D began to take his own clothes off. There was seldom much blood; he simply liked to look at himself as he went about his favorite pastime.
He bound Scott to the table, sorry the man was now unconscious. He would have to wake him up when the time came. He didn’t go through all this to miss the best part.
The body slipped easily into the East River. They always did, giving out just a splash as they broke the water’s surface. D got them there in his car. It’s the only reason he kept one in the City. No one really needs a car in Manhattan, unless it’s for leaving. D chuckled as he headed back to his Lincoln. He supposed the car was for leaving, but he was not the one heading off. It was men like Scott, and Victor Someone, and Kerry and Rafael. He didn’t remember all their names. He didn’t need to. The souvenirs brought their names back to him. He always kept something, and when he took them out of his bedroom safe he suddenly remembered each and every one in detail.
He reached into his pocket, whistling lightly as he walked.

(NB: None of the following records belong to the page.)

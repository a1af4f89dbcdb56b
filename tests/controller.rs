use dragdo::controller::{Controller, Gesture};
use dragdo::model::TodoId;
use dragdo::storage::MemoryStorage;
use dragdo::store::TodoList;
use dragdo::view::{DEFAULT_EMPTY_MESSAGE, ListView, NullRenderer};

fn setup<'a>(
    storage: &'a MemoryStorage,
    names: &[&str],
) -> TodoList<&'a MemoryStorage, NullRenderer> {
    let mut list = TodoList::load(storage, NullRenderer);
    for name in names {
        list.add(name).unwrap();
    }
    list
}

fn contents(list: &TodoList<&MemoryStorage, NullRenderer>) -> Vec<String> {
    list.items().iter().map(|t| t.content.clone()).collect()
}

#[test]
fn test_add_form_closes_only_on_success() {
    let storage = MemoryStorage::default();
    let mut list = setup(&storage, &[]);
    let mut ctl = Controller::new();

    assert!(ctl.handle(&mut list, Gesture::OpenAddForm));
    assert!(!ctl.handle(&mut list, Gesture::SubmitAdd("  ".into())));
    assert!(ctl.ui().add_form_open);

    assert!(ctl.handle(&mut list, Gesture::SubmitAdd("Task".into())));
    assert!(!ctl.ui().add_form_open);
    assert_eq!(contents(&list), vec!["Task"]);

    ctl.handle(&mut list, Gesture::OpenAddForm);
    assert!(ctl.handle(&mut list, Gesture::CancelAdd));
    assert!(!ctl.ui().add_form_open);
}

#[test]
fn test_edit_flow() {
    let storage = MemoryStorage::default();
    let mut list = setup(&storage, &["A", "B"]);
    let mut ctl = Controller::new();
    let id = list.items()[0].id;

    assert!(!ctl.handle(&mut list, Gesture::BeginEdit(TodoId(-5))));
    assert!(ctl.ui().editing.is_none());
    assert!(!ctl.handle(&mut list, Gesture::SubmitEdit("x".into())));

    assert!(ctl.handle(&mut list, Gesture::BeginEdit(id)));
    assert!(!ctl.handle(&mut list, Gesture::SubmitEdit(" ".into())));
    assert_eq!(ctl.ui().editing, Some(id));

    assert!(ctl.handle(&mut list, Gesture::SubmitEdit("A2".into())));
    assert!(ctl.ui().editing.is_none());
    assert_eq!(contents(&list), vec!["A2", "B"]);
}

#[test]
fn test_deleting_edited_item_closes_form() {
    let storage = MemoryStorage::default();
    let mut list = setup(&storage, &["A"]);
    let mut ctl = Controller::new();
    let id = list.items()[0].id;

    ctl.handle(&mut list, Gesture::BeginEdit(id));
    assert!(ctl.handle(&mut list, Gesture::Delete(id)));
    assert!(ctl.ui().editing.is_none());
    assert!(list.is_empty());

    let view = ctl.view(&list, DEFAULT_EMPTY_MESSAGE);
    assert!(matches!(view.list, ListView::Empty { .. }));
    assert!(!view.edit_form_open);
}

#[test]
fn test_drag_then_drop_reorders() {
    let storage = MemoryStorage::default();
    let mut list = setup(&storage, &["A", "B", "C"]);
    let mut ctl = Controller::new();

    assert!(ctl.handle(&mut list, Gesture::DragStart(0)));
    assert!(ctl.handle(&mut list, Gesture::DragEnter(2)));
    let view = ctl.view(&list, DEFAULT_EMPTY_MESSAGE);
    assert!(view.list.rows()[0].dragging);
    assert!(view.list.rows()[2].drag_over);

    assert!(ctl.handle(&mut list, Gesture::Drop(2)));
    assert_eq!(contents(&list), vec!["B", "A", "C"]);
    assert!(ctl.ui().drag_source.is_none());
    assert!(ctl.ui().drag_over.is_none());
}

#[test]
fn test_drop_without_drag_is_ignored() {
    let storage = MemoryStorage::default();
    let mut list = setup(&storage, &["A", "B"]);
    let mut ctl = Controller::new();

    assert!(!ctl.handle(&mut list, Gesture::Drop(1)));
    assert!(!ctl.handle(&mut list, Gesture::DragEnter(1)));
    assert!(!ctl.handle(&mut list, Gesture::DragStart(9)));

    ctl.handle(&mut list, Gesture::DragStart(1));
    assert!(ctl.handle(&mut list, Gesture::DragEnd));
    assert!(!ctl.handle(&mut list, Gesture::Drop(0)));
    assert_eq!(contents(&list), vec!["A", "B"]);
}

#[test]
fn test_toggle_through_controller_persists() {
    let storage = MemoryStorage::default();
    let mut list = setup(&storage, &["A"]);
    let mut ctl = Controller::new();
    let id = list.items()[0].id;

    assert!(ctl.handle(&mut list, Gesture::Toggle(id)));
    assert!(!ctl.handle(&mut list, Gesture::Toggle(TodoId(-1))));

    let reloaded = TodoList::load(&storage, NullRenderer);
    assert!(reloaded.items()[0].completed);
}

There, next to his own keys, was the set he took from Scott. Just a half dozen keys, to a half dozen locks Scott would never open again. One of them, D knew, was to the man’s apartment. It was silent now, as silent as the night. It was a silence that would never be broken again by the sound of the apartment owner walking through the door.
Scott had proven especially defiant. It was a nice surprise; D had expected him to be one of his more pliable victims. He couldn’t say why; perhaps he’d let old stereotypes color his perception. But he had been wrong—delightfully wrong—as he’d discovered once Scott regained consciousness. It had tuned into a shouting match with only one of them shouting! No pleading, that was good, he didn’t like the simpering ones. Plenty of struggle, with Scott thrashing this way and that, calling for help, his face so red D had feared a stroke might steal the moment from him. But fortune had been on his side once again and Scott had reminded him in every sensual, psychological, physical and emotional way, why he loved what he did so much. It had been both sublime and ecstatic. The only disappointment for the nearly ninety minutes he enjoyed with Scott was that it ended.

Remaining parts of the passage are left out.